Huffington Post contributor, John Ridley, offered a funny, provocative piece the other day, "The unbearable whiteness of anti-intellectualism."  Despite the economic down-turn, the honey-pot for exploiting the fears of white people is bottomless and apparently no limits either to the credibility of distractions.  Stoking such irrational fears sells fall-out shelters, pharmaceuticals and newspapers, as well as financing wars and political campaigns.  The spate of shock-and-awe US headlines are endless: political indiscretions of a teen-age witch, mad-hatter's tea party, chimera influenza, rubbish-bins that snitch if one does not recycle, and don't forget the bed-bugs, roving terror threats and vague warnings never to be off-guard.   I am sure it is not a phenomena peculiar to Americans but I do believe that they have elevated the art form. 

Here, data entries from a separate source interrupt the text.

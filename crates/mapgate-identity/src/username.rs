//! Username format rules.
//!
//! A player's username is a 64-character string of lowercase ASCII
//! letters. Clients generate one on first launch and send it with every
//! request; anything else is either a broken client or someone poking at
//! the server.

use std::fmt;

use rand::Rng;

use crate::IdentityError;

/// Required username length, in characters.
pub const USERNAME_LEN: usize = 64;

/// How many characters of a username go into log lines.
const SHORT_NAME_LEN: usize = 5;

/// A username that passed format validation.
///
/// Holding a `Username` means the string is exactly [`USERNAME_LEN`]
/// lowercase letters. The inner string is never normalized: what was
/// parsed is what you get back.
#[derive(Debug, Clone, PartialEq, Eq, Hash)]
pub struct Username(String);

impl Username {
    /// Validates `name` and wraps it.
    ///
    /// # Errors
    /// - [`IdentityError::WrongLength`]: not exactly 64 characters
    /// - [`IdentityError::InvalidCharacter`]: first character outside `a`–`z`
    pub fn parse(name: &str) -> Result<Self, IdentityError> {
        let len = name.chars().count();
        if len != USERNAME_LEN {
            return Err(IdentityError::WrongLength { len });
        }

        if let Some((position, ch)) = name
            .chars()
            .enumerate()
            .find(|(_, ch)| !ch.is_ascii_lowercase())
        {
            return Err(IdentityError::InvalidCharacter { ch, position });
        }

        Ok(Self(name.to_owned()))
    }

    /// Returns the username as a string slice.
    pub fn as_str(&self) -> &str {
        &self.0
    }

    /// Returns the log-friendly prefix of this username.
    pub fn short(&self) -> &str {
        short_name(&self.0)
    }

    /// Consumes the wrapper, returning the inner string.
    pub fn into_inner(self) -> String {
        self.0
    }
}

impl fmt::Display for Username {
    fn fmt(&self, f: &mut fmt::Formatter<'_>) -> fmt::Result {
        f.write_str(&self.0)
    }
}

impl AsRef<str> for Username {
    fn as_ref(&self) -> &str {
        &self.0
    }
}

/// Returns `true` if `name` is an acceptable username.
///
/// Callers that already passed the privileged-request check
/// (`already_authorized == true`) bypass the format rules entirely;
/// tools and admin clients use names that don't follow them.
pub fn validate_username(name: &str, already_authorized: bool) -> bool {
    if already_authorized {
        return true;
    }

    match Username::parse(name) {
        Ok(_) => true,
        Err(e) => {
            tracing::debug!(name = short_name(name), error = %e, "username rejected");
            false
        }
    }
}

/// Returns the first few characters of `name`, for logging.
///
/// Full usernames act as credentials, so they stay out of logs.
pub fn short_name(name: &str) -> &str {
    match name.char_indices().nth(SHORT_NAME_LEN) {
        Some((idx, _)) => &name[..idx],
        None => name,
    }
}

/// Generates a random username that always passes validation.
pub fn generate_username() -> Username {
    let mut rng = rand::rng();
    let name: String = (0..USERNAME_LEN)
        .map(|_| char::from(rng.random_range(b'a'..=b'z')))
        .collect();
    Username(name)
}
//! Privileged-request detection.
//!
//! Editor and admin tooling talks to the same endpoints as game clients.
//! Such requests identify themselves with two headers:
//!
//! - `ed: 1`: "this request comes from an editor"
//! - `au: <secret hash>`: proof that the editor is ours
//!
//! Both must be present and correct. Anything else is an ordinary request.

use std::collections::{BTreeMap, HashMap};
use std::fmt;
use std::hash::BuildHasher;

use subtle::ConstantTimeEq;

use crate::IdentityError;

/// Header carrying the editor flag.
pub const EDIT_HEADER: &str = "ed";

/// Header carrying the authorizer secret.
pub const AUTH_HEADER: &str = "au";

/// Read access to request headers.
///
/// Implemented for the common map types so callers can hand over whatever
/// their HTTP stack gives them. Header names are looked up exactly as
/// given; HTTP stacks normalize names to lowercase, which is what
/// [`EDIT_HEADER`] and [`AUTH_HEADER`] are.
pub trait RequestMetadata {
    /// Returns the value of header `name`, if present.
    fn header(&self, name: &str) -> Option<&str>;
}

impl<S: BuildHasher> RequestMetadata for HashMap<String, String, S> {
    fn header(&self, name: &str) -> Option<&str> {
        self.get(name).map(String::as_str)
    }
}

impl RequestMetadata for BTreeMap<String, String> {
    fn header(&self, name: &str) -> Option<&str> {
        self.get(name).map(String::as_str)
    }
}

impl RequestMetadata for [(&str, &str)] {
    fn header(&self, name: &str) -> Option<&str> {
        self.iter().find(|(k, _)| *k == name).map(|&(_, v)| v)
    }
}

impl<const N: usize> RequestMetadata for [(&str, &str); N] {
    fn header(&self, name: &str) -> Option<&str> {
        self.as_slice().header(name)
    }
}

/// Decides whether a request carries elevated privilege.
///
/// The secret comparison is constant-time so response timing doesn't leak
/// how much of a guessed secret was right.
#[derive(Clone)]
pub struct RequestAuthorizer {
    secret_hash: String,
}

impl RequestAuthorizer {
    /// Creates an authorizer that accepts `secret_hash` in the `au` header.
    ///
    /// # Errors
    /// Returns [`IdentityError::EmptySecret`] if the secret is empty.
    pub fn new(secret_hash: impl Into<String>) -> Result<Self, IdentityError> {
        let secret_hash = secret_hash.into();
        if secret_hash.is_empty() {
            return Err(IdentityError::EmptySecret);
        }
        Ok(Self { secret_hash })
    }

    /// Returns `true` iff `ed` is exactly `"1"` and `au` exactly matches
    /// the configured secret.
    ///
    /// A missing `ed` counts as `"0"`; a missing `au` never matches.
    pub fn is_authorized<M>(&self, request: &M) -> bool
    where
        M: RequestMetadata + ?Sized,
    {
        let ed = request.header(EDIT_HEADER).unwrap_or("0");
        if ed != "1" {
            return false;
        }

        let Some(au) = request.header(AUTH_HEADER) else {
            tracing::debug!("editor request without authorizer header");
            return false;
        };

        // `ct_eq` on slices of different lengths returns false without
        // comparing contents, so the length is the only thing that leaks.
        let matches: bool =
            au.as_bytes().ct_eq(self.secret_hash.as_bytes()).into();
        if !matches {
            tracing::warn!("editor request with wrong authorizer secret");
        }
        matches
    }
}

// Never print the secret, not even in debug output.
impl fmt::Debug for RequestAuthorizer {
    fn fmt(&self, f: &mut fmt::Formatter<'_>) -> fmt::Result {
        f.debug_struct("RequestAuthorizer")
            .field("secret_hash", &"<redacted>")
            .finish()
    }
}

#[cfg(test)]
mod tests {
    use super::*;

    const SECRET: &str = "4f2a9c";

    fn authorizer() -> RequestAuthorizer {
        RequestAuthorizer::new(SECRET).expect("non-empty secret")
    }

    #[test]
    fn test_is_authorized_both_headers_correct_returns_true() {
        let req = [("ed", "1"), ("au", SECRET)];
        assert!(authorizer().is_authorized(&req));
    }

    #[test]
    fn test_is_authorized_wrong_secret_returns_false() {
        let req = [("ed", "1"), ("au", "4f2a9d")];
        assert!(!authorizer().is_authorized(&req));
    }

    #[test]
    fn test_is_authorized_secret_prefix_returns_false() {
        let req = [("ed", "1"), ("au", "4f2a")];
        assert!(!authorizer().is_authorized(&req));
    }

    #[test]
    fn test_is_authorized_ed_not_one_returns_false() {
        for ed in ["0", "2", "true", "", " 1"] {
            let req = [("ed", ed), ("au", SECRET)];
            assert!(!authorizer().is_authorized(&req), "ed = {ed:?}");
        }
    }

    #[test]
    fn test_is_authorized_missing_ed_returns_false() {
        let req = [("au", SECRET)];
        assert!(!authorizer().is_authorized(&req));
    }

    #[test]
    fn test_is_authorized_missing_au_returns_false() {
        let req = [("ed", "1")];
        assert!(!authorizer().is_authorized(&req));
    }

    #[test]
    fn test_is_authorized_no_headers_returns_false() {
        let req: [(&str, &str); 0] = [];
        assert!(!authorizer().is_authorized(&req));
    }

    #[test]
    fn test_is_authorized_accepts_hashmap_metadata() {
        let mut req = HashMap::new();
        req.insert("ed".to_string(), "1".to_string());
        req.insert("au".to_string(), SECRET.to_string());
        assert!(authorizer().is_authorized(&req));
    }

    #[test]
    fn test_is_authorized_accepts_btreemap_metadata() {
        let req: BTreeMap<String, String> =
            [("ed".to_string(), "0".to_string())].into_iter().collect();
        assert!(!authorizer().is_authorized(&req));
    }

    #[test]
    fn test_new_empty_secret_returns_error() {
        assert_eq!(
            RequestAuthorizer::new("").unwrap_err(),
            IdentityError::EmptySecret
        );
    }

    #[test]
    fn test_debug_redacts_secret() {
        let out = format!("{:?}", authorizer());
        assert!(!out.contains(SECRET));
        assert!(out.contains("redacted"));
    }
}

Meanwhile, more pressing, tangible and less phobic concerns are ignored, like the American government trying to hide the true scope of its indebtedness like a guest on a day-time talk show that's appealing to this same fear base, or sacrificing one's privacy in the name of someone else's estimation of security, and abusing the natural environment.  Scare-mongering is not a helpful tactic, and rather a race to the bottom that appeals to and enhances those latent feelings of panic that exacerbates small differences.